As a youngster, for three months out of the year Philip attended school at a log cabin school which was four miles from home, KY; he later taught school for one year at Bacon Creek, KY, ten miles from home.
On 3 May 1849, he left with a party of nineteen for the California Gold Rush, arriving Sacramento in November 1849. It was a very hard trip; seven died of cholera and Philip was ill many times. He kept a daily diary during the trip. Gold mining was a disappointment! He learned quickly that the only people that really struck gold were those supplying the miners, and he found work as a baker for $250 a month, good wages in 1849/50.
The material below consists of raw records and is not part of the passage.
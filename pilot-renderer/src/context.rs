//! Rendering contexts and the function environment bound into templates.
//!
//! A [`RenderContext`] is anything that serializes into the template's
//! variables and can produce a [`FunctionTable`]: named functions and
//! filters that templates may call. The table is built fresh for every
//! render from the context itself, so project-level and phase-level
//! templates see different capability sets without the engine knowing
//! about either.
//!
//! | function                   | project context | phase context      |
//! |----------------------------|-----------------|--------------------|
//! | `has_inputs(phase=..)`     | `phase` required | defaults to self  |
//! | `has_outputs(phase=..)`    | `phase` required | defaults to self  |
//! | `worker_package(phase=..)` | `phase` required | defaults to self  |
//! | `worker_import_path(phase=..)` | `phase` required | defaults to self |
//!
//! Filters available everywhere: `lower_camel`, `upper_camel`,
//! `snake_case`, `kebab_case`, `plural`, `package_name`.

use std::collections::{BTreeMap, HashMap};
use std::fmt;
use std::sync::Arc;

use serde::Serialize;
use tera::{Tera, Value};

use pilot_core::{naming, BoundPhase, DerivedModel};

/// A template-callable function.
pub type CapabilityFn = Arc<dyn Fn(&HashMap<String, Value>) -> tera::Result<Value> + Send + Sync>;

/// A template filter.
pub type FilterFn =
    Arc<dyn Fn(&Value, &HashMap<String, Value>) -> tera::Result<Value> + Send + Sync>;

// ---------------------------------------------------------------------------
// FunctionTable
// ---------------------------------------------------------------------------

/// Name → function/filter table exposed to a single render.
#[derive(Clone, Default)]
pub struct FunctionTable {
    functions: BTreeMap<&'static str, CapabilityFn>,
    filters: BTreeMap<&'static str, FilterFn>,
}

impl FunctionTable {
    pub fn new() -> Self {
        Self::default()
    }

    /// A table holding only the casing/pluralization filters.
    pub fn with_naming_filters() -> Self {
        Self::new()
            .filter("lower_camel", string_filter("lower_camel", naming::lower_camel))
            .filter("upper_camel", string_filter("upper_camel", naming::upper_camel))
            .filter("snake_case", string_filter("snake_case", naming::snake_case))
            .filter("kebab_case", string_filter("kebab_case", naming::kebab_case))
            .filter("plural", string_filter("plural", naming::pluralize))
            .filter("package_name", string_filter("package_name", naming::package_name))
    }

    /// Add or replace a function.
    pub fn function<F>(mut self, name: &'static str, f: F) -> Self
    where
        F: Fn(&HashMap<String, Value>) -> tera::Result<Value> + Send + Sync + 'static,
    {
        self.functions.insert(name, Arc::new(f));
        self
    }

    /// Add or replace a filter.
    pub fn filter<F>(mut self, name: &'static str, f: F) -> Self
    where
        F: Fn(&Value, &HashMap<String, Value>) -> tera::Result<Value> + Send + Sync + 'static,
    {
        self.filters.insert(name, Arc::new(f));
        self
    }

    pub fn function_names(&self) -> impl Iterator<Item = &'static str> + '_ {
        self.functions.keys().copied()
    }

    pub fn filter_names(&self) -> impl Iterator<Item = &'static str> + '_ {
        self.filters.keys().copied()
    }

    /// Invoke a function directly, outside of any template.
    pub fn call(&self, name: &str, args: &HashMap<String, Value>) -> Option<tera::Result<Value>> {
        self.functions.get(name).map(|f| f(args))
    }

    /// Register every entry on `tera`.
    pub(crate) fn bind(&self, tera: &mut Tera) {
        for (name, f) in &self.functions {
            let f = Arc::clone(f);
            tera.register_function(name, move |args: &HashMap<String, Value>| f(args));
        }
        for (name, f) in &self.filters {
            let f = Arc::clone(f);
            tera.register_filter(name, move |value: &Value, args: &HashMap<String, Value>| {
                f(value, args)
            });
        }
    }
}

impl fmt::Debug for FunctionTable {
    fn fmt(&self, f: &mut fmt::Formatter<'_>) -> fmt::Result {
        f.debug_struct("FunctionTable")
            .field("functions", &self.functions.keys().collect::<Vec<_>>())
            .field("filters", &self.filters.keys().collect::<Vec<_>>())
            .finish()
    }
}

fn string_filter(
    name: &'static str,
    transform: fn(&str) -> String,
) -> impl Fn(&Value, &HashMap<String, Value>) -> tera::Result<Value> + Send + Sync + 'static {
    move |value: &Value, _args: &HashMap<String, Value>| match value.as_str() {
        Some(s) => Ok(Value::String(transform(s))),
        None => Err(tera::Error::msg(format!(
            "filter `{name}` expects a string, got {value}"
        ))),
    }
}

// ---------------------------------------------------------------------------
// RenderContext
// ---------------------------------------------------------------------------

/// Data a template is executed against.
pub trait RenderContext: Serialize {
    /// Short description used in logs (`project`, `phase build`).
    fn describe(&self) -> String;

    /// Functions and filters bound for this render.
    fn functions(&self) -> FunctionTable;
}

/// Facts about one phase that capability functions answer from.
#[derive(Debug, Clone)]
struct PhaseFacts {
    has_inputs: bool,
    has_outputs: bool,
    worker_package: String,
    worker_import_path: String,
}

fn phase_facts(model: &DerivedModel) -> Arc<BTreeMap<String, PhaseFacts>> {
    let facts = model
        .phases()
        .map(|p| {
            let facts = PhaseFacts {
                has_inputs: p.has_inputs(),
                has_outputs: p.has_outputs(),
                worker_package: p.worker_package(),
                worker_import_path: p.worker_import_path(),
            };
            (p.name.0.clone(), facts)
        })
        .collect();
    Arc::new(facts)
}

/// Build the phase capability functions. `current` is the phase used when
/// a call omits `phase=`; without it the argument is required.
fn capability_table(
    facts: Arc<BTreeMap<String, PhaseFacts>>,
    current: Option<String>,
) -> FunctionTable {
    let mut table = FunctionTable::with_naming_filters();
    let queries: [(&'static str, fn(&PhaseFacts) -> Value); 4] = [
        ("has_inputs", |f| Value::Bool(f.has_inputs)),
        ("has_outputs", |f| Value::Bool(f.has_outputs)),
        ("worker_package", |f| Value::String(f.worker_package.clone())),
        ("worker_import_path", |f| Value::String(f.worker_import_path.clone())),
    ];
    for (name, query) in queries {
        let facts = Arc::clone(&facts);
        let current = current.clone();
        table = table.function(name, move |args: &HashMap<String, Value>| {
            let phase = match args.get("phase") {
                Some(Value::String(s)) => s.clone(),
                Some(other) => {
                    return Err(tera::Error::msg(format!(
                        "`{name}`: `phase` must be a string, got {other}"
                    )))
                }
                None => current.clone().ok_or_else(|| {
                    tera::Error::msg(format!("`{name}` requires a `phase` argument"))
                })?,
            };
            facts
                .get(&phase)
                .map(query)
                .ok_or_else(|| tera::Error::msg(format!("`{name}`: unknown phase '{phase}'")))
        });
    }
    table
}

impl RenderContext for DerivedModel {
    fn describe(&self) -> String {
        "project".to_string()
    }

    fn functions(&self) -> FunctionTable {
        capability_table(phase_facts(self), None)
    }
}

impl RenderContext for BoundPhase<'_> {
    fn describe(&self) -> String {
        format!("phase {}", self.name)
    }

    fn functions(&self) -> FunctionTable {
        capability_table(phase_facts(self.project()), Some(self.name.0.clone()))
    }
}

// ---------------------------------------------------------------------------
// Tests
// ---------------------------------------------------------------------------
In 1851 he went to Oregon where he erected a sawmill on Bear Creek, southern Oregon. He enlisted in the U. S. Army and engaged in Indian warfare in 1853 and was severely injured. Upon leaving the hospital he was commissioned a captain, Assisstant Commissary of Subsistance. Philip returned East in the Fall of 1853 by ship and studied daguerreotyping in New York. He returned to the Northwest by ship and became a pioneer photographer. 1857 was a banner year for Phillip! He married Iantha Jane Davis, a widow with two children and bought a livery station in Eugene, Oregon, which he operated until 1865. Selling that he moved to Walla Walla, WA where he engaged in photography until 1867. (Short blank space here) Then Philip moved to Portland in 1878. Sometime after Janes death in 1897 and before the 1910 census, Phillip moved to or near his daughter's home in Berkeley, California where he lived at the time of his death. His body was returned to Eugene Oregon for interment next to his wife Jane.